UT is a leader in advanced manufacturing and design across a diverse range of disciplines—from scientists and engineers generating discoveries that drive manufacturing innovation to designers uniting novel materials and fabrication techniques to conceptualize objects and spaces to sociologists analyzing labor trends and workforce needs to supply chain researchers providing insights that help businesses navigate challenging times to artists inspired by industrial spaces.
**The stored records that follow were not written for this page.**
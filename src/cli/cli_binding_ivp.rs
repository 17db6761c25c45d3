//! Terminal session of the binding kinetics tool: holds the settings and the
//! current state, and turns user input into parameter-change events.
use crate::Kinetics::kinetics_errors::KineticsError;
use crate::Kinetics::mechanisms::{Mechanism, RateLaw};
use crate::Kinetics::parameter_loop::{AppState, Control, ParameterChange};
use crate::settings::KineticsSettings;
use log::{error, info};
use std::io::{self, Write};

/// prints `prompt` and reads one trimmed line from stdin
pub fn ask(prompt: &str) -> io::Result<String> {
    print!("{}", prompt);
    io::stdout().flush()?;
    let mut input = String::new();
    io::stdin().read_line(&mut input)?;
    Ok(input.trim().to_string())
}

/// Parses an edit of the form `k1=10`, `k-1 = 3.5`, `[A]0=2` or `a0=2`.
pub fn parse_parameter_edit(input: &str) -> Result<(Control, f64), String> {
    let (name, value) = input
        .split_once('=')
        .ok_or_else(|| format!("expected name=value, got '{}'", input))?;
    let name = name.trim().to_lowercase();
    let control = Control::ALL
        .into_iter()
        .find(|c| c.title().to_lowercase() == name)
        .or(match name.as_str() {
            "km1" | "k_minus1" => Some(Control::KMinus1),
            "a0" => Some(Control::A0),
            "b0" => Some(Control::B0),
            _ => None,
        })
        .ok_or_else(|| format!("unknown parameter '{}'", name))?;
    let value: f64 = value
        .trim()
        .parse()
        .map_err(|_| format!("invalid number '{}'", value.trim()))?;
    Ok((control, value))
}

pub struct CliSession {
    settings: KineticsSettings,
    state: AppState,
}

impl CliSession {
    /// solves the startup problem described by `settings`
    pub fn new(settings: KineticsSettings) -> Result<Self, KineticsError> {
        let state = settings.initial_state()?;
        Ok(Self { settings, state })
    }

    pub fn state(&self) -> &AppState {
        &self.state
    }

    pub fn settings(&self) -> &KineticsSettings {
        &self.settings
    }

    /// applies one `name=value` edit; the state is kept when the solve fails
    pub fn edit_parameter(&mut self, input: &str) -> Result<(), String> {
        let (control, value) = parse_parameter_edit(input)?;
        let mut parameters = *self.state.parameters();
        parameters.set(control, value);
        let state = self
            .state
            .apply(ParameterChange::from(parameters))
            .map_err(|e| e.to_string())?;
        self.settings.parameters = *state.parameters();
        self.state = state;
        Ok(())
    }

    pub fn choose_mechanism(&mut self, code: &str) -> Result<(), String> {
        let mechanism = Mechanism::from_code(code).map_err(|e| e.to_string())?;
        let state = self
            .state
            .switch_mechanism(mechanism)
            .map_err(|e| e.to_string())?;
        self.settings.mechanism = mechanism.code().to_string();
        self.state = state;
        Ok(())
    }

    /// Changes the solver for later solves and recomputes on the update grid.
    pub fn choose_solver(&mut self, name: &str) -> Result<(), String> {
        let mut settings = self.settings.clone();
        settings.solver = name.to_string();
        let solver = settings.solver().map_err(|e| e.to_string())?;
        let state = self.state.switch_solver(solver).map_err(|e| e.to_string())?;
        self.settings = settings;
        self.state = state;
        Ok(())
    }

    pub fn save_csv(&self, path: &str) -> Result<(), String> {
        self.state
            .trajectory()
            .save_to_csv(path)
            .map_err(|e| e.to_string())
    }

    pub fn save_settings(&self, path: &str) -> Result<(), String> {
        self.settings.save(path).map_err(|e| e.to_string())
    }
}

pub fn edit_parameters_menu(session: &mut CliSession) -> io::Result<()> {
    loop {
        println!("\nCurrent parameters: {}", session.state().parameters());
        for control in Control::ALL {
            let r = control.range();
            println!("  {:>5} in [{}, {}], step {}", r.title, r.min, r.max, r.step);
        }
        let input = ask("Enter name=value (empty line to return): ")?;
        if input.is_empty() {
            return Ok(());
        }
        match session.edit_parameter(&input) {
            Ok(()) => {
                info!("recomputed with {}", session.state().parameters());
                session.state().trajectory().print_summary(10);
            }
            Err(e) => {
                error!("{}", e);
                println!("Error: {}", e);
            }
        }
    }
}

pub fn choose_mechanism_menu(session: &mut CliSession) -> io::Result<()> {
    Mechanism::pretty_print();
    let code = ask("Enter mechanism code (M1, M2): ")?;
    if let Err(e) = session.choose_mechanism(&code) {
        println!("Error: {}", e);
    }
    Ok(())
}

pub fn choose_solver_menu(session: &mut CliSession) -> io::Result<()> {
    println!("\nChoose solver type:");
    println!("1. RK45 (non-stiff problems)");
    println!("2. BDF (stiff problems)");
    println!("3. Radau (high accuracy)");
    println!("4. Backward Euler (simple implicit)");
    let name = match ask("Enter choice (1-4): ")?.as_str() {
        "1" => "RK45",
        "2" => "BDF",
        "3" => "Radau",
        "4" => "BE",
        _ => {
            println!("Invalid solver choice");
            return Ok(());
        }
    };
    println!("Solving...");
    if let Err(e) = session.choose_solver(name) {
        println!("Error: {}", e);
    }
    Ok(())
}

#[cfg(test)]
mod tests {
    use super::*;
    use RustedSciThe::numerical::ODE_api2::SolverType;
    use tempfile::tempdir;

    fn session() -> CliSession {
        let mut settings = KineticsSettings::default();
        settings.initial_points = 200;
        settings.update_points = 100;
        CliSession::new(settings).unwrap()
    }

    #[test]
    fn test_parse_parameter_edit() {
        assert_eq!(parse_parameter_edit("k1=10"), Ok((Control::K1, 10.0)));
        assert_eq!(parse_parameter_edit("k-1 = 3.5"), Ok((Control::KMinus1, 3.5)));
        assert_eq!(parse_parameter_edit("K2=0.5"), Ok((Control::K2, 0.5)));
        assert_eq!(parse_parameter_edit("[A]0=2"), Ok((Control::A0, 2.0)));
        assert_eq!(parse_parameter_edit("b0= 1.5"), Ok((Control::B0, 1.5)));
        assert!(parse_parameter_edit("k3=1").is_err());
        assert!(parse_parameter_edit("k1").is_err());
        assert!(parse_parameter_edit("k1=fast").is_err());
    }

    #[test]
    fn test_edit_parameter_recomputes() {
        let mut s = session();
        assert_eq!(s.state().trajectory().len(), 200);
        s.edit_parameter("k2=4").unwrap();
        assert_eq!(s.state().parameters().k2, 4.0);
        assert_eq!(s.state().trajectory().len(), 100);
        assert_eq!(s.settings().parameters.k2, 4.0);
        assert!(s.edit_parameter("k9=4").is_err());
        assert_eq!(s.state().parameters().k2, 4.0);
    }

    #[test]
    fn test_choose_mechanism_and_solver() {
        let mut s = session();
        s.choose_mechanism("m2").unwrap();
        assert_eq!(s.state().mechanism().code(), "M2");
        assert_eq!(s.settings().mechanism, "M2");
        assert!(s.choose_mechanism("M7").is_err());
        assert!(s.choose_solver("Euler").is_err());
        assert_eq!(s.settings().solver, "RK45");
    }

    #[test]
    fn test_choose_solver_recomputes_on_update_grid() {
        let mut s = session();
        s.edit_parameter("k1=10").unwrap();
        s.choose_solver("BDF").unwrap();
        assert_eq!(s.settings().solver, "BDF");
        assert!(matches!(
            s.state().solver().solvertype(),
            SolverType::BDF
        ));
        assert_eq!(s.state().trajectory().len(), 100);
        assert_eq!(s.state().parameters().k1, 10.0);
        let first = s.state().trajectory().initial();
        assert!((first.a - 1.0).abs() < 1e-12 && (first.b - 1.0).abs() < 1e-12);
        // later edits keep the chosen solver
        s.edit_parameter("k2=3").unwrap();
        assert!(matches!(
            s.state().solver().solvertype(),
            SolverType::BDF
        ));
    }

    #[test]
    fn test_session_files() {
        let dir = tempdir().unwrap();
        let s = session();
        let csv = dir.path().join("out.csv");
        s.save_csv(csv.to_str().unwrap()).unwrap();
        assert!(csv.exists());
        let cfg = dir.path().join("kinetics_config.json");
        s.save_settings(cfg.to_str().unwrap()).unwrap();
        let loaded = KineticsSettings::load(&cfg).unwrap();
        assert_eq!(&loaded, s.settings());
    }
}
In October, UT is holding a showcase to help celebrate these many strengths and take UT’s collaborative research to even greater heights.
Who is hosting?
Co-hosts include the Office of Research, the College of Architecture & Design, the College of Arts & Sciences, the Haslam College of Business, the Institute of Agriculture, and the Tickle College of Engineering.
Who should attend?
The event is open to UT administrators, faculty, and staff. Please RSVP below.
When and where is the event?
Monday, October 17, 8:00 a.m. to 5:00 p.m. in the new Manufacturing and Design Enterprise building at 2030 Valley Vista Rd, Knoxville, TN 37932.
Benefits of attending
- Discover where UT’s manufacturing and design community is growing through a series of interesting lightning talks.
- Meet potential collaborators to expand your research in new directions.
- Learn how to contribute to the conversation as UT develops its future strategy for manufacturing and design.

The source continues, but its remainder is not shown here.